The current ordinances allow food trucks to reserve parking spots along downtown streets, at parking meters, in advance. The proposed revision introduces the idea of designated areas for mobile vendors, including food trucks.

“We wanted to take a very close look, which we have done, on how our parking meters are used and to whom are the benefiting the most,” Sexton-Smith said.

Council members will read the revised amendment at Thursday’s City Council meeting. It will then go before the Public Works Committee for further discussion. Sexton-Smith said they are looking for feedback.

“Most people can’t drop $100,000 or $200,000 on brick-and-mortar buildings, but with a food truck you can spend maybe $30,000 or $40,000 to get started,” said Eli Mudd, a food truck manager.

Mudd works at Osaka Snack Bar, the owner of which recently began mobile vending. Mudd said the food truck opened opportunity and presented challenges at the same time.

“As long as there is a meter, we can park there, but there are also lots of private-property areas that we aren’t allowed to park at,” he said.

In June, a federal court ruling reversed an ordinance that banned the trucks from setting up shop within 150 feet of restaurants that offered similar menus.

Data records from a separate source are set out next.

#![warn(missing_docs)]
//! Quadbench CLI Library
//!
//! Benchmarks how worker-pool size affects throughput of a fixed batch of
//! Monte Carlo integration tasks. One coordinator process feeds 20 tasks
//! through a bounded non-blocking channel pair to k worker processes, for
//! k = 1..=max_workers, and reports per-round results plus a final
//! `workers,total_time` table.

mod catalog;
mod config;
mod coordinator;
mod report;

pub use catalog::{Catalog, Task, N_TASKS, RANGES};
pub use config::{BenchConfig, RunnerConfig};
pub use coordinator::{
    Coordinator, CoordinatorError, RoundRecord, WorkerHandle, WorkerState, WORKER_FLAG,
};
pub use report::{format_round_header, format_round_table, format_timing_table};

use clap::Parser;
use quadbench_core::WorkerMain;
use quadbench_ipc::ChannelPair;
use std::io::Write;
use std::time::Duration;

/// Quadbench CLI arguments. Flags override `quadbench.toml` values.
#[derive(Parser, Debug)]
#[command(name = "quadbench")]
#[command(
    author,
    version,
    about = "quadbench - worker-pool scaling benchmark for Monte Carlo integration"
)]
pub struct Cli {
    /// Largest worker-pool size to test (rounds run k = 1..=max-workers)
    #[arg(long)]
    pub max_workers: Option<usize>,

    /// Monte Carlo samples per task
    #[arg(long, short = 'n')]
    pub samples: Option<u64>,

    /// Channel capacity in messages, for both queues
    #[arg(long)]
    pub capacity: Option<usize>,

    /// Retry delay for non-blocking channel operations (e.g. "100ms")
    #[arg(long)]
    pub retry_delay: Option<String>,

    /// How long to wait for a signaled worker before force-killing it
    #[arg(long)]
    pub worker_timeout: Option<String>,

    /// Verbose output
    #[arg(short, long)]
    pub verbose: bool,

    /// Internal: run as a pool worker (used by the coordinator)
    #[arg(long, hide = true)]
    pub pool_worker: bool,
}

/// Effective settings after layering CLI flags over quadbench.toml.
#[derive(Debug, Clone)]
pub struct BenchSettings {
    /// Rounds run pool sizes 1..=max_workers.
    pub max_workers: usize,
    /// Monte Carlo samples per task.
    pub samples: u64,
    /// Channel capacity in messages.
    pub capacity: usize,
    /// Fixed delay between non-blocking channel retries.
    pub retry_delay: Duration,
    /// Bounded wait for cooperative worker exit.
    pub worker_timeout: Duration,
}

impl BenchSettings {
    /// Layer CLI flags over configuration file values.
    pub fn resolve(cli: &Cli, config: &BenchConfig) -> anyhow::Result<Self> {
        let retry_delay = BenchConfig::parse_duration(
            cli.retry_delay.as_deref().unwrap_or(&config.runner.retry_delay),
        )?;
        let worker_timeout = BenchConfig::parse_duration(
            cli.worker_timeout
                .as_deref()
                .unwrap_or(&config.runner.worker_timeout),
        )?;

        let settings = Self {
            max_workers: cli.max_workers.unwrap_or(config.runner.max_workers),
            samples: cli.samples.unwrap_or(config.runner.samples),
            capacity: cli.capacity.unwrap_or(config.runner.capacity),
            retry_delay,
            worker_timeout,
        };

        if settings.max_workers == 0 {
            return Err(anyhow::anyhow!("max-workers must be at least 1"));
        }
        if settings.samples == 0 {
            return Err(anyhow::anyhow!("samples must be at least 1"));
        }
        if settings.capacity == 0 {
            return Err(anyhow::anyhow!("capacity must be at least 1"));
        }

        Ok(settings)
    }
}

/// Run the quadbench CLI. This is the binary's entire entry point; any
/// returned error is printed to stderr and becomes a non-zero exit.
pub fn run() -> anyhow::Result<()> {
    run_with_cli(Cli::parse())
}

/// Run with pre-parsed arguments.
pub fn run_with_cli(cli: Cli) -> anyhow::Result<()> {
    // Worker mode first, before any other initialization.
    if cli.pool_worker {
        return run_worker_mode();
    }

    if cli.verbose {
        tracing_subscriber::fmt()
            .with_env_filter("quadbench_cli=debug,quadbench_core=debug,quadbench_ipc=debug")
            .init();
    } else {
        tracing_subscriber::fmt()
            .with_env_filter("quadbench_cli=info,quadbench_core=info,quadbench_ipc=info")
            .init();
    }

    let config = BenchConfig::discover().unwrap_or_default();
    let settings = BenchSettings::resolve(&cli, &config)?;

    run_benchmark(&settings)
}

/// Run as a pool worker (spawned by the coordinator). Diagnostics go to
/// stderr, which stays attached to the coordinator's own. Channel-setup or
/// environment failures terminate the worker with a non-zero status.
fn run_worker_mode() -> anyhow::Result<()> {
    tracing_subscriber::fmt()
        .with_writer(std::io::stderr)
        .with_env_filter("quadbench_core=info,quadbench_ipc=info")
        .init();

    let mut worker = WorkerMain::from_env()?;
    worker.run()?;
    Ok(())
}

/// Drive the full benchmark: one round per pool size, then the aggregate
/// timing table.
pub fn run_benchmark(settings: &BenchSettings) -> anyhow::Result<()> {
    let mut catalog = Catalog::build();
    let channels = ChannelPair::create(&std::process::id().to_string(), settings.capacity)?;
    let coordinator = Coordinator::new(
        channels,
        settings.retry_delay,
        settings.samples,
        settings.worker_timeout,
    );

    tracing::info!(
        tasks = catalog.len(),
        max_workers = settings.max_workers,
        samples = settings.samples,
        "starting benchmark"
    );

    let mut records = Vec::with_capacity(settings.max_workers);
    let mut out = std::io::stdout().lock();
    for worker_count in 1..=settings.max_workers {
        tracing::info!(worker_count, "starting round");
        let record = coordinator.run_round(&mut catalog, worker_count)?;
        out.write_all(format_round_header(worker_count).as_bytes())?;
        out.write_all(format_round_table(&catalog).as_bytes())?;
        out.flush()?;
        records.push(record);
    }

    out.write_all(format_timing_table(&records).as_bytes())?;
    out.flush()?;
    Ok(())
}

#[cfg(test)]
mod tests {
    use super::*;

    fn cli_with(args: &[&str]) -> Cli {
        let mut argv = vec!["quadbench"];
        argv.extend_from_slice(args);
        Cli::parse_from(argv)
    }

    #[test]
    fn settings_default_to_reference_configuration() {
        let settings =
            BenchSettings::resolve(&cli_with(&[]), &BenchConfig::default()).unwrap();
        assert_eq!(settings.max_workers, 10);
        assert_eq!(settings.samples, 5_000_000);
        assert_eq!(settings.capacity, 2);
        assert_eq!(settings.retry_delay, Duration::from_millis(100));
    }

    #[test]
    fn cli_flags_override_config() {
        let cli = cli_with(&["--max-workers", "3", "-n", "1000", "--retry-delay", "5ms"]);
        let settings = BenchSettings::resolve(&cli, &BenchConfig::default()).unwrap();
        assert_eq!(settings.max_workers, 3);
        assert_eq!(settings.samples, 1_000);
        assert_eq!(settings.retry_delay, Duration::from_millis(5));
        // Untouched settings keep config values.
        assert_eq!(settings.capacity, 2);
    }

    #[test]
    fn zero_pool_size_is_rejected() {
        let cli = cli_with(&["--max-workers", "0"]);
        assert!(BenchSettings::resolve(&cli, &BenchConfig::default()).is_err());
    }

    #[test]
    fn worker_flag_matches_clap_definition() {
        let cli = cli_with(&[WORKER_FLAG]);
        assert!(cli.pool_worker);
    }
}
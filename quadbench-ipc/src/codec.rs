//! Message Slot Encoding
//!
//! POSIX message queues preserve message boundaries, so no length prefix is
//! needed; each message is an rkyv payload that must fit in one fixed-size
//! queue slot.

use rkyv::ser::serializers::AllocSerializer;
use rkyv::validation::validators::DefaultValidator;
use rkyv::{AlignedVec, Archive, CheckBytes, Deserialize, Infallible, Serialize};
use thiserror::Error;

/// Fixed slot size for every queue message. Large enough for any request or
/// response with headroom; `mq_msgsize` is set to this value.
pub const MAX_MSG_SIZE: usize = 128;

/// Errors that can occur while encoding or decoding a queue message.
#[derive(Debug, Error)]
pub enum CodecError {
    #[error("serialization error: {0}")]
    Serialization(String),

    #[error("deserialization error: {0}")]
    Deserialization(String),

    #[error("message too large: {size} bytes (slot is {max} bytes)")]
    MessageTooLarge { size: usize, max: usize },

    #[error("empty message")]
    EmptyMessage,
}

/// Serialize a message into an aligned byte buffer that fits one queue slot.
pub fn encode<T>(message: &T) -> Result<AlignedVec, CodecError>
where
    T: Serialize<AllocSerializer<256>>,
{
    let bytes = rkyv::to_bytes::<_, 256>(message)
        .map_err(|e| CodecError::Serialization(e.to_string()))?;

    if bytes.len() > MAX_MSG_SIZE {
        return Err(CodecError::MessageTooLarge {
            size: bytes.len(),
            max: MAX_MSG_SIZE,
        });
    }

    Ok(bytes)
}

/// Validate and deserialize a message from a received queue slot.
///
/// The slice must start at an 8-byte-aligned address; `try_recv` hands out
/// slices of an `AlignedVec`, which guarantees this.
pub fn decode<T>(buf: &[u8]) -> Result<T, CodecError>
where
    T: Archive,
    T::Archived: for<'a> CheckBytes<DefaultValidator<'a>> + Deserialize<T, Infallible>,
{
    if buf.is_empty() {
        return Err(CodecError::EmptyMessage);
    }

    let archived = rkyv::check_archived_root::<T>(buf)
        .map_err(|e| CodecError::Deserialization(e.to_string()))?;

    let value: T = archived
        .deserialize(&mut Infallible)
        .map_err(|_| CodecError::Deserialization("infallible deserialization failed".into()))?;

    Ok(value)
}

#[cfg(test)]
mod tests {
    use super::*;
    use crate::messages::{IntegrandId, TaskRequest, TaskResponse};

    #[test]
    fn request_roundtrip() {
        let original = TaskRequest {
            task_id: 13,
            domain_min: 1.0,
            domain_max: 10.0,
            integrand: IntegrandId::Linear,
        };

        let bytes = encode(&original).unwrap();
        assert!(bytes.len() <= MAX_MSG_SIZE);

        let decoded: TaskRequest = decode(&bytes).unwrap();
        assert_eq!(original, decoded);
    }

    #[test]
    fn response_roundtrip() {
        let original = TaskResponse {
            task_id: 19,
            result: 0.841470,
            compute_time_ns: 123_456_789,
        };

        let bytes = encode(&original).unwrap();
        let decoded: TaskResponse = decode(&bytes).unwrap();
        assert_eq!(original, decoded);
    }

    #[test]
    fn decode_rejects_empty_slot() {
        let result: Result<TaskRequest, _> = decode(&[]);
        assert!(matches!(result, Err(CodecError::EmptyMessage)));
    }

    #[test]
    fn decode_rejects_garbage() {
        let mut buf = AlignedVec::new();
        buf.extend_from_slice(&[0xffu8; 24]);
        let result: Result<TaskRequest, _> = decode(&buf);
        assert!(matches!(result, Err(CodecError::Deserialization(_))));
    }
}
//! Configuration loading from quadbench.toml
//!
//! An optional `quadbench.toml` is discovered by walking up from the current
//! directory; CLI flags override anything found there.

use serde::{Deserialize, Serialize};
use std::path::Path;
use std::time::Duration;

/// Quadbench configuration file contents.
#[derive(Debug, Clone, Serialize, Deserialize, Default)]
pub struct BenchConfig {
    /// Runner configuration.
    #[serde(default)]
    pub runner: RunnerConfig,
}

/// Runner configuration for the benchmark rounds.
#[derive(Debug, Clone, Serialize, Deserialize)]
pub struct RunnerConfig {
    /// Largest worker-pool size to test; rounds run k = 1..=max_workers.
    #[serde(default = "default_max_workers")]
    pub max_workers: usize,
    /// Monte Carlo samples per task.
    #[serde(default = "default_samples")]
    pub samples: u64,
    /// Capacity (messages) of each channel.
    #[serde(default = "default_capacity")]
    pub capacity: usize,
    /// Retry delay for non-blocking channel operations (e.g. "100ms").
    #[serde(default = "default_retry_delay")]
    pub retry_delay: String,
    /// How long to wait for a signaled worker before force-killing it.
    #[serde(default = "default_worker_timeout")]
    pub worker_timeout: String,
}

impl Default for RunnerConfig {
    fn default() -> Self {
        Self {
            max_workers: default_max_workers(),
            samples: default_samples(),
            capacity: default_capacity(),
            retry_delay: default_retry_delay(),
            worker_timeout: default_worker_timeout(),
        }
    }
}

fn default_max_workers() -> usize {
    10
}
fn default_samples() -> u64 {
    5_000_000
}
fn default_capacity() -> usize {
    2
}
fn default_retry_delay() -> String {
    "100ms".to_string()
}
fn default_worker_timeout() -> String {
    "5s".to_string()
}

impl BenchConfig {
    /// Load configuration from a TOML file.
    pub fn load(path: impl AsRef<Path>) -> anyhow::Result<Self> {
        let content = std::fs::read_to_string(path.as_ref())?;
        let config: Self = toml::from_str(&content)?;
        Ok(config)
    }

    /// Try to discover and load configuration by walking up from the
    /// current directory.
    pub fn discover() -> Option<Self> {
        let mut dir = std::env::current_dir().ok()?;
        loop {
            let config_path = dir.join("quadbench.toml");
            if config_path.exists() {
                return Self::load(&config_path).ok();
            }
            if !dir.pop() {
                break;
            }
        }
        None
    }

    /// Parse a duration string (e.g. "100ms", "2s", "1m") into a `Duration`.
    pub fn parse_duration(s: &str) -> anyhow::Result<Duration> {
        let s = s.trim();
        if s.is_empty() {
            return Err(anyhow::anyhow!("empty duration string"));
        }

        let (num_part, unit_part) = s
            .char_indices()
            .find(|(_, c)| c.is_alphabetic())
            .map(|(i, _)| s.split_at(i))
            .unwrap_or((s, "s"));

        let value: f64 = num_part
            .parse()
            .map_err(|_| anyhow::anyhow!("invalid duration number: {}", num_part))?;
        if value < 0.0 {
            return Err(anyhow::anyhow!("negative duration: {}", s));
        }

        let nanos_per_unit: f64 = match unit_part.to_lowercase().as_str() {
            "ns" => 1.0,
            "us" => 1e3,
            "ms" => 1e6,
            "s" | "" => 1e9,
            "m" | "min" => 60e9,
            _ => return Err(anyhow::anyhow!("unknown duration unit: {}", unit_part)),
        };

        Ok(Duration::from_nanos((value * nanos_per_unit) as u64))
    }
}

According to the Institute for Justice, which has represented local food vendors in the past, the amendment goes against a settlement the city signed in June. The amendment was recently made public, and the council members are seeking feedback. Mudd said any hindrance to growth would be a shame.

“If you look at other major cities, they have a booming food truck business,” Mudd said.

Parking designations aren’t the only changes mobile vendors might face. Safety issues such as where food trucks can locate their generators and gas tanks also are part of the proposed revision.